Wednesday, November 20, 2019

On Reaching Out

A couple of weeks ago, something happened to me that's never happened before. One afternoon, on a day when I was already recovering from a recent cold, I felt my chest tighten, the left side of my face being pulled by pain and I thought: my God, I think I'm having a heart attack.

It had been happening for most of that afternoon, but on the train after work, it became pronouncedly worse.  I wanted to go home and ignore it, but instead, I texted my son to say simply: Not feeling well. I'm going to the doctor. 

At Urgent Care, they discovered that my blood pressure was an alarming 180 over 130. Completely sky high for me, someone who doesn't have high blood pressure.  The EKG didn't seem to allay their concerns and they calmly suggested I let an ambulance take me to a hospital, at which point I burst into tears because as anyone who knows me knows that the first thought I had was: I don't have time for this. I am not someone who has heart attacks; I am someone who helps others who have heart attacks. 

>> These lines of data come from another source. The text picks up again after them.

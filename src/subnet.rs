//! Description of the generic type `Subnet`.

#[cfg(feature = "ipnet")]
use ipnet::Ipv4Net;
#[cfg(feature = "ipnetwork")]
use ipnetwork::Ipv4Network;
use num_traits::{PrimInt, Unsigned, Zero};

/// Trait for defining the subnet from which addresses are allocated.
pub trait Subnet: Sized {
    /// How an address is represented. This must be one of `u8`, `u16`, `u32`, or `u64`.
    type R: Unsigned + PrimInt + Zero + Into<u64>;

    /// Get raw representation of the base address, ignoring the prefix length. The host bits
    /// may be set; they are masked away by [`Subnet::network`].
    fn repr(&self) -> Self::R;

    /// Prefix length, i.e., the number of fixed bits that identify the subnet.
    fn prefix_len(&self) -> u8;

    /// Number of bits in an address.
    fn width() -> u8 {
        <Self::R as Zero>::zero().count_zeros() as u8
    }

    /// Number of bits that identify a host within the subnet.
    fn host_bits(&self) -> u8 {
        Self::width().saturating_sub(self.prefix_len())
    }

    /// The network address, i.e., `self.repr()` with all host bits cleared. If you can guarantee
    /// that `repr` is already masked, then simply re-implement this function for your type.
    fn network(&self) -> Self::R {
        self.repr() & mask_from_prefix_len(self.prefix_len())
    }

    /// The broadcast address, i.e., the network address with all host bits set.
    fn broadcast(&self) -> Self::R {
        self.network() | !mask_from_prefix_len::<Self::R>(self.prefix_len())
    }

    /// Check if `addr` lies within the subnet.
    fn contains_addr(&self, addr: Self::R) -> bool {
        addr & mask_from_prefix_len(self.prefix_len()) == self.network()
    }
}

pub(crate) fn mask_from_prefix_len<R>(len: u8) -> R
where
    R: PrimInt + Zero,
{
    if len as u32 >= R::zero().count_zeros() {
        !R::zero()
    } else if len == 0 {
        R::zero()
    } else {
        !((!R::zero()) >> len as usize)
    }
}

/// Check if bit `bit` of `addr` is set, counted from the least significant bit.
#[inline(always)]
pub(crate) fn bit_at<R: PrimInt>(addr: R, bit: u8) -> bool {
    (addr >> bit as usize) & R::one() == R::one()
}

/// Number of addresses covered by a subtree with `bit` remaining host bits, as an address.
#[inline(always)]
pub(crate) fn block<R: PrimInt>(bit: u8) -> R {
    R::one() << bit as usize
}

#[cfg(feature = "ipnet")]
impl Subnet for Ipv4Net {
    type R = u32;

    fn repr(&self) -> u32 {
        self.addr().into()
    }

    fn prefix_len(&self) -> u8 {
        self.prefix_len()
    }

    fn network(&self) -> u32 {
        self.network().into()
    }

    fn broadcast(&self) -> u32 {
        self.broadcast().into()
    }
}

#[cfg(feature = "ipnetwork")]
impl Subnet for Ipv4Network {
    type R = u32;

    fn repr(&self) -> u32 {
        self.ip().into()
    }

    fn prefix_len(&self) -> u8 {
        self.prefix()
    }

    fn network(&self) -> u32 {
        self.network().into()
    }
}

impl<R> Subnet for (R, u8)
where
    R: Unsigned + PrimInt + Zero + Into<u64>,
{
    type R = R;

    fn repr(&self) -> R {
        self.0
    }

    fn prefix_len(&self) -> u8 {
        self.1
    }
}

Which -- I know before anyone says it -- is ridiculous.

But I went. Without going into all the details, there were many EKGs, bloodwork to check enzymes and a stress test. I stayed the night, met with a wonderful cardiologist from Australia and in the end was given a diagnosis: stress.

It was *not* the heart. It was a panic attack.

While on one hand, that's "good" -- no surgical intervention required -- the body was telling me something, something I was being forced to notice. And worse than that? The body was forcing something that now OTHERS would notice.  In my mind, there would be shaking heads and rolling eyes. A heart attack was bad enough -- but a NON-heart attack?? I felt ridiculous. I felt embarrassed. I was ashamed.

BUT...friends. There are friends. I have friends, and in all honesty, to paraphrase Lou Gehrig, I am the luckiest woman on the face of this earth.

What brought me back home to my mind *and* in my body were my friends.  They talked and texted me, telling me that whatever was going on with me was okay. REALLY okay. I felt chest pain and acted on it? GOOD CALL. I felt chest pain and learned it was a panic attack? GOOD CALL.  No differentiation, no judgement.

My guardian angel-across-the-street came right to the hospital with a phone charger because -- of course-- my phone was almost dead. She sat and talked, literally talking my blood pressure down, announcing the lower numbers as they dropped.

She was also the one who told me the next week that coincidentally, a male friend of hers casually came into her office and told her that a few days before, he'd thought he was having a heart attack.  He went to the emergency room, stayed overnight for tests and learned it was a panic attack. No big deal. NO big deal, she said. He wasn't ashamed; it was just what happened. He'd gotten information and was glad he did.

It is in that spirit that I wrote today's blog. I have been thinking about it for the last couple of weeks. I have been open about other life events in the interest of demystifying them and validating experiences, particularly around those that women historically don't talk about: miscarriages, post-partum depression.

I routinely tell new mothers to reach out immediately if they think they aren't feeling "the way they should" which is a pretty big sign. I realized that for mental health issues, it isn't as obvious. There may not be a "baby" to prompt the conversation.

SO I am putting it out there. I was caught off-guard by my body's response to life's stress. Once I got it, I responded and am responding in appropriate ways -- care from doctors and therapist, accepting compassion from friends and family, and most importantly; paying attention to my mental health.

My Irish angel IS right; there is NOTHING to be ashamed of.  Nothing.  

Your encore for today? Check in with yourself. Feeling pain, whether a broken bone or a broken spirit, it's all valid. Talking this over with my co-workers, I said something that they said I should embroider somewhere: The body doesn't lie. It's truth.. You may not need a stent or bypass surgery. That doesn't mean you don't need care. You deserve care, no matter what.

Peace.






4 comments:

  1. Thank you Leslie. Your story is so well told and helps me understand how I could find myself in a similar situation and struggle with similar feelings of guilt over seeking care. Your closing words will stay with me: "You may not need a stent or bypass surgery. That doesn't mean you don't need care. You deserve care, no matter what."